▶ _ASSIGNMENT_: Your output should be each line from the material below that has the word "WHITE".

#####

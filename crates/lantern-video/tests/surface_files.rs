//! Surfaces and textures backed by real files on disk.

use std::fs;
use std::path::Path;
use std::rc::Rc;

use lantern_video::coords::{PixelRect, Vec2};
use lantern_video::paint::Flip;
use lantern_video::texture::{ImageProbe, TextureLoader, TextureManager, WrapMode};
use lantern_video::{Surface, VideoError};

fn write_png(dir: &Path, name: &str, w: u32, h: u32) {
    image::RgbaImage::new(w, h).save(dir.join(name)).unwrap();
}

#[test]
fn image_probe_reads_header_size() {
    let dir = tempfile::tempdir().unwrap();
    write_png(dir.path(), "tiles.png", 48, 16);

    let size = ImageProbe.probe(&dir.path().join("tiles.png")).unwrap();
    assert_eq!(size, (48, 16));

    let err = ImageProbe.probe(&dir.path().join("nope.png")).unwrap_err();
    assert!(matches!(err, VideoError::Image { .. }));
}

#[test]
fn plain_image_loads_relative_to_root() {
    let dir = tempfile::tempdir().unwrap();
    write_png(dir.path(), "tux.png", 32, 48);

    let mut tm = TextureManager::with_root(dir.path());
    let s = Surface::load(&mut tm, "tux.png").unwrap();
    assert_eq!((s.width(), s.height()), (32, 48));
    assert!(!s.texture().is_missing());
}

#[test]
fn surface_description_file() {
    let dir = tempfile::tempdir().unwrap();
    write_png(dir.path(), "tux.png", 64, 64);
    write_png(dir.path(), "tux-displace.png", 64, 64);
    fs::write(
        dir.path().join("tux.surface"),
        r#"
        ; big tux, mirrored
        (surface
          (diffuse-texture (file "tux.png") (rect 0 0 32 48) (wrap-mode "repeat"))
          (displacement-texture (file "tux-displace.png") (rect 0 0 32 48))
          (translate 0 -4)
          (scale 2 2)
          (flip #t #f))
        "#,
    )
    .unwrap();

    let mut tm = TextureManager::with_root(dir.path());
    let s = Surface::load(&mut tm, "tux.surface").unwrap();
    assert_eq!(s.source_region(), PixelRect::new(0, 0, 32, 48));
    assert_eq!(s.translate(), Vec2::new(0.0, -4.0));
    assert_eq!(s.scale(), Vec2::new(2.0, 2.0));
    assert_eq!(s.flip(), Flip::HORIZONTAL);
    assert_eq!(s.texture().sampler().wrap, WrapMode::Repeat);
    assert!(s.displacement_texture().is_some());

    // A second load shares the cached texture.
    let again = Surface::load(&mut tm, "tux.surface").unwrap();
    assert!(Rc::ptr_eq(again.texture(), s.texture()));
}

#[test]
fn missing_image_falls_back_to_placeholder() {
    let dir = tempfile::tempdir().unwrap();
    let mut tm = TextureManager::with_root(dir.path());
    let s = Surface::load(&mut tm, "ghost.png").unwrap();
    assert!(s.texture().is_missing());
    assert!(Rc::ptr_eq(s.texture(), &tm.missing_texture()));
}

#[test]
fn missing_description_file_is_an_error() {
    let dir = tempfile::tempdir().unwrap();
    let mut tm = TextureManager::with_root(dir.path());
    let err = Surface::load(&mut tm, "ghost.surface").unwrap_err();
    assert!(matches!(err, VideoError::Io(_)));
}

#####

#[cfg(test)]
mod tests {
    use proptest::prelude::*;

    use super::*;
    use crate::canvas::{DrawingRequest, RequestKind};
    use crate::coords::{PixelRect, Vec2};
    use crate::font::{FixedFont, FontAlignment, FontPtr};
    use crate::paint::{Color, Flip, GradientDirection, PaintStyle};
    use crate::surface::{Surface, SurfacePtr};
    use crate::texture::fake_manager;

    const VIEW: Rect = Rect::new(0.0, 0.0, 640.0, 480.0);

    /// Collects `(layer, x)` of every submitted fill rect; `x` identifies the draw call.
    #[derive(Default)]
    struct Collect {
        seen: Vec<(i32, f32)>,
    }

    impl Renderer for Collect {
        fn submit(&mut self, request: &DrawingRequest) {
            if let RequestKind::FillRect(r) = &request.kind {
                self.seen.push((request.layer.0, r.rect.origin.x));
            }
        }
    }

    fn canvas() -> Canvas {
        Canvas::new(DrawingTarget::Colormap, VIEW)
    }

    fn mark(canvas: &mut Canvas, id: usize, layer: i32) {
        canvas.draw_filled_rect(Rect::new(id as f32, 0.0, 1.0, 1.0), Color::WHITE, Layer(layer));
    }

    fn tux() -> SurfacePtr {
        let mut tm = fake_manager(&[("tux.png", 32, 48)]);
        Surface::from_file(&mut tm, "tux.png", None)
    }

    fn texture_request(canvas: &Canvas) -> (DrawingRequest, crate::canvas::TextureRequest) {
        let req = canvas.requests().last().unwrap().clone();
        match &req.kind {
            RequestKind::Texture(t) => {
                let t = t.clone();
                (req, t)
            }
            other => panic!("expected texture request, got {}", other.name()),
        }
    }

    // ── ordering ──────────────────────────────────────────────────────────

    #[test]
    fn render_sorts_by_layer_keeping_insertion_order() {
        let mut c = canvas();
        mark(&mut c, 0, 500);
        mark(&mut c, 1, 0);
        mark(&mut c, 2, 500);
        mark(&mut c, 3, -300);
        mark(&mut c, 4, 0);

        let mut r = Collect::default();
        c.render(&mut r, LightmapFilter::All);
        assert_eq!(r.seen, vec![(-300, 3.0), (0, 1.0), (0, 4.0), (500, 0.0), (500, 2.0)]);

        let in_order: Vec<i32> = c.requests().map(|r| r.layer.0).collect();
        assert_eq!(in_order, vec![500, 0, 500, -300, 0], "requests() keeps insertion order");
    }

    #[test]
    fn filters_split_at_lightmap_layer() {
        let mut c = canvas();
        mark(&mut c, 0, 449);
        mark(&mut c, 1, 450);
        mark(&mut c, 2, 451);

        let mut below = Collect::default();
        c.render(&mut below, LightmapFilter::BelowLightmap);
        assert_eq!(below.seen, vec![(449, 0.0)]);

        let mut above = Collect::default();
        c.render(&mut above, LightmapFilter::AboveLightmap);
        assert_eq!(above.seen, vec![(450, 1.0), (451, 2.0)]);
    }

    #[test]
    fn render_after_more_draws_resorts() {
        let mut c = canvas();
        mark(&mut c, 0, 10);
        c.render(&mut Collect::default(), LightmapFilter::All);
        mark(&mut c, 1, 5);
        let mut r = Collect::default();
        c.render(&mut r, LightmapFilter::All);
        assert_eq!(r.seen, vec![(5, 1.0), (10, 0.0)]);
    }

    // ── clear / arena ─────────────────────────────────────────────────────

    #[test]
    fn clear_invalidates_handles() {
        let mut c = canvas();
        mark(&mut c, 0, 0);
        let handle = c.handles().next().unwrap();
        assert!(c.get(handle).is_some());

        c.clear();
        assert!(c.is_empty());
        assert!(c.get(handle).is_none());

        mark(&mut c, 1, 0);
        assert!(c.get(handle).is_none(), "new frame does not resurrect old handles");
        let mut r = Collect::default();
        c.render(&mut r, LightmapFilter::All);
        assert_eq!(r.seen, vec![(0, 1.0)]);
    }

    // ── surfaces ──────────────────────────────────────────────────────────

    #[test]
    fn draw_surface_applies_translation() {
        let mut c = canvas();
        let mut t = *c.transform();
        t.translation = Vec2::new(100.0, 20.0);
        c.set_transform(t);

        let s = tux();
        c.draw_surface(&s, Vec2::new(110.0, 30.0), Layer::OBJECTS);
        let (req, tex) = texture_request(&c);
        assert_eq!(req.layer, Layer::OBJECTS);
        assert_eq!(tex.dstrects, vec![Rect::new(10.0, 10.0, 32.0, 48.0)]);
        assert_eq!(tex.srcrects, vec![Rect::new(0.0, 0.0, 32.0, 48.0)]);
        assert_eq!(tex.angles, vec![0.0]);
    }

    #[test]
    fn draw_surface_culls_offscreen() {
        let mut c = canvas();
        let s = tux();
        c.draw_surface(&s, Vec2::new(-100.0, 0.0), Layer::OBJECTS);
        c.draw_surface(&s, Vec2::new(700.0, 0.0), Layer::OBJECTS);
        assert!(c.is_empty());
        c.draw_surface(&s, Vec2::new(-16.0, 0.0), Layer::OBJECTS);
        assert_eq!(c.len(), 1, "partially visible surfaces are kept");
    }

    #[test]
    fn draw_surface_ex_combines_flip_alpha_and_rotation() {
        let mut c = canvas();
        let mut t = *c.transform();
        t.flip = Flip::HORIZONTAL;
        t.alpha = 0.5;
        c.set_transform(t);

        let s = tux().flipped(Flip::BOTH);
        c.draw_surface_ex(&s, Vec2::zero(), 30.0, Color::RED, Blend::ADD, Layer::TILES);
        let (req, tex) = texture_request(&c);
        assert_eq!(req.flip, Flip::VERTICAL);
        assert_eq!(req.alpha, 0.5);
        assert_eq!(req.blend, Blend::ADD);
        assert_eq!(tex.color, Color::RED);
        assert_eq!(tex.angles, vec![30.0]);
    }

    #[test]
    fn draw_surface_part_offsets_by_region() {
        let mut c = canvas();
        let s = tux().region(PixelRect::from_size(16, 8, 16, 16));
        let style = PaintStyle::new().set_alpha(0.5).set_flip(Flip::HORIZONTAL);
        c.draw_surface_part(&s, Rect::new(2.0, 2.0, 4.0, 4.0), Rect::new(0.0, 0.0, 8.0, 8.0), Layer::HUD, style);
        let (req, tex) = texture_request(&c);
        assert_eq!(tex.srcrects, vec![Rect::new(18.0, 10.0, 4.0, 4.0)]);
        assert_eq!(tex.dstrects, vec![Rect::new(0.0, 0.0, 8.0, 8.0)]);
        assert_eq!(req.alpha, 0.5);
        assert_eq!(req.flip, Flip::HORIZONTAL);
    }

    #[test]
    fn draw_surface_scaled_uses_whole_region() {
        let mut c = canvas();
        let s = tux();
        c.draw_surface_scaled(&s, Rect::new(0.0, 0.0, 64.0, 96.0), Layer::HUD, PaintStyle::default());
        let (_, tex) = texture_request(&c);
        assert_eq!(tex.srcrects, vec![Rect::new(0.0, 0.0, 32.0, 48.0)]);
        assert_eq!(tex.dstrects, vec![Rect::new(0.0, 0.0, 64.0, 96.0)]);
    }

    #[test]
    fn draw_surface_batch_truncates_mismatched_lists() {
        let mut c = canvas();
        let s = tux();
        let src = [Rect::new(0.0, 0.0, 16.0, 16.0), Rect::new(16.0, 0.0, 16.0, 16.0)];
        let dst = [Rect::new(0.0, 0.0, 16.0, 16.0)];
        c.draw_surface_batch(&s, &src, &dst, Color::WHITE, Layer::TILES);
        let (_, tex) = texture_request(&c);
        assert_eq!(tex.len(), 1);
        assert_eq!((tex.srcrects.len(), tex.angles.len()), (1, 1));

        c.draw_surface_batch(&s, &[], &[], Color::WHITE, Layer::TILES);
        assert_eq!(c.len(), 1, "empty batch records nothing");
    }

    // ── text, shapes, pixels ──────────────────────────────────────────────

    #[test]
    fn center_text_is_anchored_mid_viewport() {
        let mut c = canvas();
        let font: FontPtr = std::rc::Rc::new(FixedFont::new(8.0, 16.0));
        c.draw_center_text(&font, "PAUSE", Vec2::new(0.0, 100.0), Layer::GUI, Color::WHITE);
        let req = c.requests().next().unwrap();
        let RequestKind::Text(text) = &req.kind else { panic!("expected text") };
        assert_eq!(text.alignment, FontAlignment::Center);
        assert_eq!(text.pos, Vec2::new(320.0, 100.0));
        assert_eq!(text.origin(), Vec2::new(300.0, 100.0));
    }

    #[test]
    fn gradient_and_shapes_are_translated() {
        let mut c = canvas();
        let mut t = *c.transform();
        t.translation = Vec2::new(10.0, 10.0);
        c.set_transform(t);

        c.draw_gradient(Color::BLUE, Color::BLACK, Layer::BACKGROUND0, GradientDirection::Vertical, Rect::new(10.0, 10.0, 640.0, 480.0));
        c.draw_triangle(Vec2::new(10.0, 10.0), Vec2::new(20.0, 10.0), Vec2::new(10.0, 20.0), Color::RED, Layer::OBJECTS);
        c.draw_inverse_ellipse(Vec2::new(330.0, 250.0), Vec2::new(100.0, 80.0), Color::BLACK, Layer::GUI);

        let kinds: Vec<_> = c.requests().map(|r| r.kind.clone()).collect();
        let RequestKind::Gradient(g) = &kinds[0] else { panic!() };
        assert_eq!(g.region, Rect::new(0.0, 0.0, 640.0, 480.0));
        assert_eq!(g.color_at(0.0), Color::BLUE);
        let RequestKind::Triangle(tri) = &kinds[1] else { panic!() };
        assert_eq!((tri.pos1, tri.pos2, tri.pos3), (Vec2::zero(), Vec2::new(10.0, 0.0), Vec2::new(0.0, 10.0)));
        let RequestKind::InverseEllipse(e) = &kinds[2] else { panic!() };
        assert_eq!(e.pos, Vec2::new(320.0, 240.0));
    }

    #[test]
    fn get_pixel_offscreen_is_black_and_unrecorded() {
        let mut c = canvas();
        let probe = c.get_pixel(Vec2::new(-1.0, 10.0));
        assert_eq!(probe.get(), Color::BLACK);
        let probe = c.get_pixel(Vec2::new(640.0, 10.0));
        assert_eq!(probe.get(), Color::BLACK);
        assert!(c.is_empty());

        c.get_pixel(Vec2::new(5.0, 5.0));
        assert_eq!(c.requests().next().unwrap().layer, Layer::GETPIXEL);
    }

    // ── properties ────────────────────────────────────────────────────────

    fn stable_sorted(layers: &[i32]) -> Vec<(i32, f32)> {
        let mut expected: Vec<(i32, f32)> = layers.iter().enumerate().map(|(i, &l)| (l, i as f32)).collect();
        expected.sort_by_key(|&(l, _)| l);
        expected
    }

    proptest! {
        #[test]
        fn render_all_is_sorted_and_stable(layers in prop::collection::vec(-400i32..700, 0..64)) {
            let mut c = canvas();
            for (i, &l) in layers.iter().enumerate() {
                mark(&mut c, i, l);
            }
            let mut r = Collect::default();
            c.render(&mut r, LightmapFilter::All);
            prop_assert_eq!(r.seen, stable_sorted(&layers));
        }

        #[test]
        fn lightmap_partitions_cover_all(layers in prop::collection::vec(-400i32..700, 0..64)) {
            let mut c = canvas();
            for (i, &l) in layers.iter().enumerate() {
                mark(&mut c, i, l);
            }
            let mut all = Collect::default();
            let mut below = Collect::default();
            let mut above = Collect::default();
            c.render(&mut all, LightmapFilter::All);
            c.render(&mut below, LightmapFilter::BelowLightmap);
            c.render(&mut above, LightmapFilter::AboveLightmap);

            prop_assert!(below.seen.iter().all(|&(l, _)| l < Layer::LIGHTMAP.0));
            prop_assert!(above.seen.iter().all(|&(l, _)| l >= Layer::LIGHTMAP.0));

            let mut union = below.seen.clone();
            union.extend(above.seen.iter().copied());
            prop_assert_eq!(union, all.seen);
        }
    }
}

#####

▶ _RESULT BELOW_:
        canvas.draw_filled_rect(Rect::new(id as f32, 0.0, 1.0, 1.0), Color::WHITE, Layer(layer));
        c.draw_surface_batch(&s, &src, &dst, Color::WHITE, Layer::TILES);
        c.draw_surface_batch(&s, &[], &[], Color::WHITE, Layer::TILES);
        c.draw_center_text(&font, "PAUSE", Vec2::new(0.0, 100.0), Layer::GUI, Color::WHITE);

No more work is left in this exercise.